Die dritte große Laufwelle rollt – und diesmal ist sie jung, digital und vielfältig
Das Geräusch der Zeit? Fingertipps auf TikTok. Das Piepen an der Kasse, wenn stylishe Laufschuhe über den Scanner gezogen werden. Und das gleichmäßige Trommeln von Dämpfungssohlen auf dem Asphalt. Doch vor allem: das kollektive Staunen der Sportwelt, die gerade Zeugin eines Trends wird, den kaum jemand erwartet hat. Die Rede ist von der dritten großen Laufbewegung – angetrieben von einer Generation, die zwischen Reels, Nachhaltigkeit und Community-Erlebnissen aufgewachsen ist: Gen Z.
“Wenn man auf die erste Boom-Phase in den 70er- und 80er-Jahren zurückblickt, war Laufen fast ausschließlich weißen, drahtigen Männern in engen Shorts vorbehalten,” sagt Hugh Brasher, Renndirektor des London Marathon.
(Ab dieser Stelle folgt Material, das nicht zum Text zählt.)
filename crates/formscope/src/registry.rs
#![forbid(unsafe_code)]

//! Registered-children bookkeeping and the shared validation loop.
//!
//! Every scope variant owns a [`Registry`]: the ordered set of field
//! records its direct descendants have attached. Attaching returns an RAII
//! [`Registration`] guard; dropping the guard detaches the record. The
//! registry also runs the validation loop shared by all scope variants.
//!
//! # Invariants
//!
//! 1. Error computation iterates fields in registration order; each
//!    field's validators run in declaration order.
//! 2. Re-registering a name replaces the field in place, keeping its
//!    registration slot. Registering an identical record (same validators
//!    by identity) is observable only as a token refresh, not churn.
//! 3. A `Registration` guard detaches exactly the entry it was issued
//!    for. A stale guard for a name that was since re-registered cannot
//!    evict the newer entry.
//! 4. Dropping a guard after its registry is gone is a no-op.
//!
//! # Failure Modes
//!
//! | Failure | Cause | Behavior |
//! |---------|-------|----------|
//! | Child absent from slice | Value not initialized yet | Validated as `Null` |
//! | Guard dropped twice | Impossible (`Drop` runs once) | — |
//! | Registry dropped first | Scope torn down before children | Guard drop is a no-op |

use std::cell::RefCell;
use std::collections::HashMap;
use std::fmt;
use std::rc::{Rc, Weak};

use serde_json::Value;
use tracing::{debug, trace};

use crate::field::{Field, Verdict};

/// Per-scope error map: registered child name → ordered failure messages.
pub type FieldErrors = HashMap<String, Vec<String>, ahash::RandomState>;

/// Registered-children set for one scope, in registration order.
///
/// Lives exactly as long as its owning scope; never persisted.
#[derive(Default)]
pub(crate) struct Registry {
    entries: Vec<Entry>,
    next_token: u64,
}

struct Entry {
    token: u64,
    field: Field,
}

impl Registry {
    pub(crate) fn new() -> Self {
        Self::default()
    }

    /// Attach a field record, returning a guard that detaches it on drop.
    pub(crate) fn attach(registry: &Rc<RefCell<Self>>, field: Field) -> Registration {
        let token = registry.borrow_mut().register(field);
        Registration {
            registry: Rc::downgrade(registry),
            token,
        }
    }

    fn register(&mut self, field: Field) -> u64 {
        self.next_token += 1;
        let token = self.next_token;
        if let Some(entry) = self
            .entries
            .iter_mut()
            .find(|e| e.field.name() == field.name())
        {
            if entry.field.same_as(&field) {
                trace!(name = field.name(), "identical field re-registered");
            } else {
                debug!(name = field.name(), "field replaced in place");
            }
            entry.field = field;
            entry.token = token;
        } else {
            debug!(name = field.name(), "field registered");
            self.entries.push(Entry { token, field });
        }
        token
    }

    fn unregister(&mut self, token: u64) {
        if let Some(pos) = self.entries.iter().position(|e| e.token == token) {
            let entry = self.entries.remove(pos);
            debug!(name = entry.field.name(), "field unregistered");
        }
    }

    fn get(&self, name: &str) -> Option<&Field> {
        self.entries
            .iter()
            .find(|e| e.field.name() == name)
            .map(|e| &e.field)
    }

    /// The validation loop shared by every scope variant: for each
    /// registered field in registration order, read the child's value out
    /// of `scope_value` (absent reads as `Null`) and collect the message
    /// of every validator that fails.
    pub(crate) fn compute_errors(&self, scope_value: &Value) -> FieldErrors {
        let null = Value::Null;
        let mut errors = FieldErrors::default();
        for entry in &self.entries {
            let field = &entry.field;
            let child = scope_value.get(field.name()).unwrap_or(&null);
            errors.insert(
                field.name().to_owned(),
                run_validators(field, child, scope_value),
            );
        }
        trace!(fields = self.entries.len(), "validation pass complete");
        errors
    }

    /// Failure messages for one registered child. Unregistered names yield
    /// an empty list.
    pub(crate) fn child_errors(&self, name: &str, scope_value: &Value) -> Vec<String> {
        match self.get(name) {
            Some(field) => {
                let null = Value::Null;
                let child = scope_value.get(name).unwrap_or(&null);
                run_validators(field, child, scope_value)
            }
            None => Vec::new(),
        }
    }
}

/// Run one field's validators in declaration order. `Fail` contributes its
/// message; `Pass` and `NotApplicable` contribute nothing.
fn run_validators(field: &Field, value: &Value, scope_value: &Value) -> Vec<String> {
    let mut messages = Vec::new();
    for validator in field.validators() {
        if validator.run(value, scope_value) == Verdict::Fail {
            messages.push(validator.message().to_owned());
        }
    }
    messages
}

/// RAII guard for one attached field record.
///
/// Dropping the guard detaches the record from its registry, if the
/// registry is still alive. Modeled as scoped acquisition with guaranteed
/// release: there is no other way to detach a field.
#[must_use = "dropping a Registration immediately detaches the field"]
pub struct Registration {
    registry: Weak<RefCell<Registry>>,
    token: u64,
}

impl Drop for Registration {
    fn drop(&mut self) {
        if let Some(registry) = self.registry.upgrade() {
            registry.borrow_mut().unregister(self.token);
        }
    }
}

impl fmt::Debug for Registration {
    fn fmt(&self, f: &mut fmt::Formatter<'_>) -> fmt::Result {
        f.debug_struct("Registration")
            .field("token", &self.token)
            .field("attached", &(self.registry.strong_count() > 0))
            .finish()
    }
}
Der zweite Boom kam nach Paula Radcliffes Weltrekord 2003 und dem Aufstieg von parkrun. Heute hingegen sieht man beim Laufen alle Ethnien, Körpertypen und Altersgruppen.
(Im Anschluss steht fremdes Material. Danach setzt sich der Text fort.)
use axum::extract::{Path, State};
use axum::response::Response;
use chrono::Utc;
use uuid::Uuid;

use crate::directory::{self, BookingOptions};
use crate::state::AppState;
use crate::utils::response::success;
use crate::utils::AppResult;

pub async fn active_members(State(state): State<AppState>) -> AppResult<Response> {
    let members = directory::or_empty(
        directory::members_with_active_credits(state.store.as_ref(), Utc::now()).await,
    )?;
    Ok(success(members, "Members with active packages"))
}

pub async fn booking_options(
    State(state): State<AppState>,
    Path(member_id): Path<Uuid>,
) -> AppResult<Response> {
    let options = directory::or_empty_with(
        directory::member_booking_options(state.store.as_ref(), member_id, Utc::now()).await,
        || BookingOptions::empty(member_id),
    )?;
    Ok(success(options, "Bookable sessions"))
}

pub async fn member_bookings(
    State(state): State<AppState>,
    Path(member_id): Path<Uuid>,
) -> AppResult<Response> {
    let bookings = state.store.member_bookings(member_id).await?;
    Ok(success(bookings, "Member bookings"))
}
Von Instagram in die Laufszene – Mode, Mental Health und Mitgefühl
Die Zahlen sprechen für sich: Für den London Marathon 2026 meldeten sich über 1,1 Millionen Menschen – ein weltweiter Rekord. Die Hälfte der Bewerber:innen sind Frauen, ein Drittel ist zwischen 18 und 29 Jahre alt. Der neue Boom ist also nicht nur größer, sondern auch jünger und weiblicher.
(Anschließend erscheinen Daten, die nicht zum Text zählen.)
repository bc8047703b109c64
pub mod error;
pub mod response;

pub use error::{AppError, AppResult};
Laufen war schon immer günstig und zugänglich – jetzt ist es auch angesagt. Vor allem Marken wie Lululemon und Hoka haben verstanden, dass Frauen nicht nur funktionale, sondern auch stylishe Laufmode wollen. “Hoka hatte intern das Motto ‘win with women’”, sagt Markenstrategin Lee Glandorf. “Sie haben gezielt in Influencerinnen investiert und das Laufen als vielfältiges Erlebnis kommuniziert – nicht nur als Leistungssport.”
Der Einfluss weiblicher Content Creators sei enorm, so Glandorf. “Sie sind keine Profis, sondern Frauen, mit denen sich junge Menschen identifizieren. Diese Nahbarkeit hat unglaublich viel bewegt.”
Laufgruppen statt After-Work-Drinks
Die Pandemie selbst war nicht der Auslöser – der wahre Wachstumsschub kam erst 2023. Doch der Wandel in der Arbeitswelt wirkt nach: weniger Büro, weniger soziale Bindung durch Arbeit, mehr Bedürfnis nach echter Gemeinschaft. Genau das bieten Laufclubs, die heute so bunt sind wie nie zuvor.
“Gen Z trinkt weniger und ist bewusster, wenn es um mentale Gesundheit geht”, erklärt Brasher. “Studien zeigen, dass Laufen besser gegen Depressionen hilft als Medikamente.” Neue Laufgruppen wie Black Trail Runners oder Asian Run Collectives sorgen dafür, dass sich niemand ausgeschlossen fühlt.
Amrit Ghatora von Tracksmith beschreibt das Wachstum als “verrückt”, sieht aber darin keinen Hype, sondern eine Bewegung. “Wer zum ersten Mal zu einem Run Club kommt, kann sich unsicher fühlen. Aber wir sorgen dafür, dass alle sich willkommen fühlen.”
Laufboom ohne Leistungsdruck – und genau deshalb so stark
Auch wenn dieser Boom bisher keinen sichtbaren Einfluss auf den Profisport hat, sieht Nick Pearson – Ex-parkrun-Chef und heutiger CEO einer Sportmanagementagentur – das gelassen. “Es gibt Stimmen, die meinen, das sei nicht nachhaltig. Aber warum sollte dieser Trend verschwinden? Es kostet nichts, jeder kann es tun, und es ist einfacher denn je einzusteigen.”
Gen Z, so Pearson, lebt anders, denkt anders – und hat das Laufen neu definiert. Kein Leistungssport, sondern ein Lebensgefühl. Die dritte Laufwelle ist da. Und sie läuft sich warm.